И увидел себя Родион потом днем в орудийной башне. Наводчик припал глазом к дальномеру. Башня поворачивается сама собой, наводя на город насквозь пустое, сияющее внутри зеркальными нарезами дуло. Стоп. Как раз точка в точку против купола театра, похожего на раковину. Там, среди невиданной роскоши, за зеленым сукном, осанистый генерал держит военный совет против мятежников. В башне канителится жидкий телефонный звонок.
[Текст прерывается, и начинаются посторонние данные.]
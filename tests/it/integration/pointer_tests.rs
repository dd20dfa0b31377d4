//! Pointer and zoom integration tests.

use crate::helpers::{TestViewerBuilder, placement};
use fieldboard::constants::{MAX_ZOOM, MIN_FIELD_SIZE, MIN_ZOOM, RESIZE_HANDLE_SIZE};
use fieldboard::input::InputState;
use fieldboard::types::{CanvasPoint, Placement};
use fieldboard::{FieldType, ViewerError};

#[test]
fn test_drag_moves_field_and_drawable() {
    let mut viewer = TestViewerBuilder::new().build();
    let field = viewer.add_field(FieldType::Input, placement(0, 100.0, 100.0)).unwrap();
    let handle = field.object.handle().unwrap();

    let selected = viewer.pointer_down(CanvasPoint::new(110.0, 105.0)).unwrap();
    assert_eq!(selected.as_ref(), Some(&field.id));
    assert!(matches!(viewer.input_state(), InputState::DraggingField { .. }));

    assert!(viewer.pointer_move(CanvasPoint::new(160.0, 205.0)).unwrap());
    assert_eq!(viewer.pointer_up(), Some(field.id.clone()));

    let moved = viewer.field(&field.id).unwrap();
    assert_eq!(moved.placement.position, (150.0, 200.0));
    assert_eq!(viewer.surface().drawable(handle).unwrap().position, (150.0, 200.0));
    assert!(viewer.input_state().is_idle());
}

#[test]
fn test_drag_respects_zoom_and_pan() {
    let mut viewer = TestViewerBuilder::new().build();
    let field = viewer.add_field(FieldType::Input, placement(0, 100.0, 100.0)).unwrap();
    viewer.set_zoom(2.0).unwrap();
    viewer.pan_by(10.0, 20.0).unwrap();

    // Page (110, 110) is screen (230, 240) at zoom 2 with offset (10, 20)
    viewer.pointer_down(CanvasPoint::new(230.0, 240.0)).unwrap();
    viewer.pointer_move(CanvasPoint::new(250.0, 240.0)).unwrap();
    viewer.pointer_up();

    assert_eq!(viewer.field(&field.id).unwrap().placement.position, (110.0, 100.0));
}

#[test]
fn test_resize_from_handle() {
    let mut viewer = TestViewerBuilder::new().build();
    let field = viewer
        .add_field(FieldType::Input, Placement::new(0, (100.0, 100.0), (200.0, 24.0)))
        .unwrap();

    viewer.pointer_down(CanvasPoint::new(300.0, 124.0)).unwrap();
    assert!(matches!(viewer.input_state(), InputState::ResizingField { .. }));

    viewer.pointer_move(CanvasPoint::new(350.0, 140.0)).unwrap();
    viewer.pointer_up();

    assert_eq!(viewer.field(&field.id).unwrap().placement.size, (250.0, 40.0));
}

#[test]
fn test_resize_handle_reaches_outside_the_field() {
    let mut viewer = TestViewerBuilder::new().build();
    viewer
        .add_field(FieldType::Input, Placement::new(0, (100.0, 100.0), (200.0, 24.0)))
        .unwrap();

    let just_outside = CanvasPoint::new(300.0 + RESIZE_HANDLE_SIZE / 2.0, 124.0 + RESIZE_HANDLE_SIZE / 2.0);
    assert!(viewer.pointer_down(just_outside).unwrap().is_some());
    assert!(matches!(viewer.input_state(), InputState::ResizingField { .. }));
}

#[test]
fn test_resize_is_clamped_to_minimum_size() {
    let mut viewer = TestViewerBuilder::new().build();
    let field = viewer
        .add_field(FieldType::Input, Placement::new(0, (100.0, 100.0), (200.0, 24.0)))
        .unwrap();

    viewer.pointer_down(CanvasPoint::new(300.0, 124.0)).unwrap();
    viewer.pointer_move(CanvasPoint::new(0.0, 0.0)).unwrap();
    viewer.pointer_up();

    assert_eq!(
        viewer.field(&field.id).unwrap().placement.size,
        (MIN_FIELD_SIZE, MIN_FIELD_SIZE)
    );
}

#[test]
fn test_pointer_on_empty_page_clears_selection() {
    let mut viewer = TestViewerBuilder::new().build();
    let field = viewer.add_field(FieldType::Input, placement(0, 100.0, 100.0)).unwrap();

    viewer.pointer_down(CanvasPoint::new(110.0, 110.0)).unwrap();
    viewer.pointer_up();
    assert_eq!(viewer.selected_field(), Some(&field.id));

    assert_eq!(viewer.pointer_down(CanvasPoint::new(500.0, 700.0)).unwrap(), None);
    assert_eq!(viewer.selected_field(), None);
    assert!(!viewer.pointer_move(CanvasPoint::new(510.0, 710.0)).unwrap());
}

#[test]
fn test_topmost_field_wins() {
    let mut viewer = TestViewerBuilder::new().build();
    let _below = viewer.add_field(FieldType::Input, placement(0, 100.0, 100.0)).unwrap();
    let above = viewer.add_field(FieldType::Input, placement(0, 150.0, 100.0)).unwrap();

    let point = CanvasPoint::new(160.0, 110.0);
    assert_eq!(viewer.field_at(point).map(|f| f.id.clone()), Some(above.id.clone()));
    assert_eq!(viewer.pointer_down(point).unwrap(), Some(above.id));
}

#[test]
fn test_fields_on_other_pages_are_not_hit() {
    let mut viewer = TestViewerBuilder::new().with_pages(2).build();
    viewer.add_field(FieldType::Input, placement(1, 100.0, 100.0)).unwrap();

    assert!(viewer.field_at(CanvasPoint::new(110.0, 110.0)).is_none());
    viewer.render_page(1).unwrap();
    assert!(viewer.field_at(CanvasPoint::new(110.0, 110.0)).is_some());
}

#[test]
fn test_read_only_selects_without_dragging() {
    let mut viewer = TestViewerBuilder::new().build();
    let field = viewer.add_field(FieldType::Input, placement(0, 100.0, 100.0)).unwrap();
    viewer.set_read_only(true);

    assert_eq!(viewer.pointer_down(CanvasPoint::new(110.0, 110.0)).unwrap(), Some(field.id.clone()));
    assert!(viewer.input_state().is_idle());
    assert!(!viewer.pointer_move(CanvasPoint::new(200.0, 200.0)).unwrap());
    assert_eq!(viewer.field(&field.id).unwrap().placement.position, (100.0, 100.0));
}

#[test]
fn test_zoom_in_and_out_are_bounded() {
    let mut viewer = TestViewerBuilder::new().build();

    while viewer.zoom_in().unwrap() {}
    assert_eq!(viewer.transform().zoom, MAX_ZOOM);

    while viewer.zoom_out().unwrap() {}
    assert_eq!(viewer.transform().zoom, MIN_ZOOM);

    viewer.set_zoom(100.0).unwrap();
    assert_eq!(viewer.transform().zoom, MAX_ZOOM);

    viewer.zoom_reset().unwrap();
    assert_eq!(viewer.transform().zoom, 1.0);
    assert_eq!(viewer.transform().offset, (0.0, 0.0));
}

#[test]
fn test_view_changes_rerender_current_page() {
    let mut viewer = TestViewerBuilder::new().build();
    let draws = viewer.surface().draw_count();

    viewer.set_zoom(1.5).unwrap();
    viewer.pan_by(5.0, 5.0).unwrap();

    assert_eq!(viewer.surface().draw_count(), draws + 2);
    let frame = viewer.surface().current_page().unwrap();
    assert_eq!(frame.scale, 1.5);
    assert_eq!(frame.transform.offset, (5.0, 5.0));
}

#[test]
fn test_pointer_after_dispose_is_not_ready() {
    let mut viewer = TestViewerBuilder::new().build();
    viewer.dispose();

    assert!(matches!(
        viewer.pointer_down(CanvasPoint::new(0.0, 0.0)),
        Err(ViewerError::NotReady { .. })
    ));
    assert!(matches!(viewer.zoom_in(), Err(ViewerError::NotReady { .. })));
}

#[test]
fn test_unusable_zoom_is_rejected_and_view_survives() {
    let mut viewer = TestViewerBuilder::new().build();
    let field = viewer.add_field(FieldType::Input, placement(0, 100.0, 100.0)).unwrap();
    viewer.set_zoom(2.0).unwrap();
    let before = viewer.transform();

    assert!(matches!(viewer.set_zoom(f32::NAN), Err(ViewerError::InvalidTransform(_))));
    assert!(matches!(viewer.set_zoom(-1.0), Err(ViewerError::InvalidTransform(_))));
    assert!(matches!(
        viewer.zoom_at(f32::NAN, CanvasPoint::new(0.0, 0.0)),
        Err(ViewerError::InvalidTransform(_))
    ));
    assert!(matches!(
        viewer.zoom_at(0.0, CanvasPoint::new(0.0, 0.0)),
        Err(ViewerError::InvalidTransform(_))
    ));
    assert!(matches!(viewer.pan_by(f32::INFINITY, 0.0), Err(ViewerError::InvalidTransform(_))));
    assert_eq!(viewer.transform(), before);

    // Page (110, 110) is still screen (220, 220)
    assert_eq!(viewer.pointer_down(CanvasPoint::new(220.0, 220.0)).unwrap(), Some(field.id));
    assert_eq!(viewer.surface().current_page().unwrap().scale, 2.0);
}

#[test]
fn test_drag_stops_at_page_edge() {
    let mut viewer = TestViewerBuilder::new().build();
    let field = viewer.add_field(FieldType::Input, placement(0, 100.0, 100.0)).unwrap();

    viewer.pointer_down(CanvasPoint::new(110.0, 110.0)).unwrap();
    assert!(viewer.pointer_move(CanvasPoint::new(5000.0, -400.0)).unwrap());
    viewer.pointer_up();

    // Letter is 612 x 792; the default field is 200 x 24
    assert_eq!(viewer.field(&field.id).unwrap().placement.position, (412.0, 0.0));
}

#[test]
fn test_resize_stops_at_page_edge() {
    let mut viewer = TestViewerBuilder::new().build();
    let field = viewer
        .add_field(FieldType::Input, Placement::new(0, (500.0, 700.0), (100.0, 24.0)))
        .unwrap();

    viewer.pointer_down(CanvasPoint::new(600.0, 724.0)).unwrap();
    assert!(matches!(viewer.input_state(), InputState::ResizingField { .. }));
    viewer.pointer_move(CanvasPoint::new(900.0, 900.0)).unwrap();
    viewer.pointer_up();

    assert_eq!(viewer.field(&field.id).unwrap().placement.size, (112.0, 92.0));
}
Электрический подъемник с медленным лязгом выносит из погреба снаряд — он качается на цепях — прямо в руки Родиона. Снаряд тяжел и холоден, но сильны матросские руки. «Башенный огонь!» В тот же миг зазвенело в ушах, точно ударило что снаружи в башенную броню, как в бубен. Вспыхнул огонь, и обварило запахом жареного гребня. Дрогнул рейд во всю ширь. Закачались на рейде шлюпки. Железная полоса легла между броненосцем и городом. Перелет. Разгорелись руки у Родиона. Опять телефон. А второй снаряд сам из подъемника в руки лезет. Доконаем генерала, погоди! «Башенное, огонь!» И вторая полоса легла поперек бухты. Снова перелет. Ничего, авось в третий раз не подкачаем. Снарядов небось хватит. Полны ими погреба. Легче дыни показался Родиону третий снаряд. Только бы пустить его поскорее, только бы дым поскорей повалил из купола. А там пойдет писать губерния! Но что-то не звонит телефон… Поумирали там, к чертовой матери, все наверху, что ли?. Башня словно сама собой поворачивается обратно: «Отбой!» — и снаряд, выскользнув из Родионовых пальцев, опускается обратно в люк, медленно погромыхивая
Очнулся Родион — точно сто лет прошло, а на самом деле прошла всего одна короткая минута. Ковалев успел отколупнуть свой ножик и, вытащив из оцепеневших рук Родиона дыню, ловко, одним кривым движением взрезал ее впродоль, раскрыл, как писанку, и выхлестнул внутренности. В темноте сильно и душисто запахло спелой кандалупкой. Ковалев протянул Родиону скибку.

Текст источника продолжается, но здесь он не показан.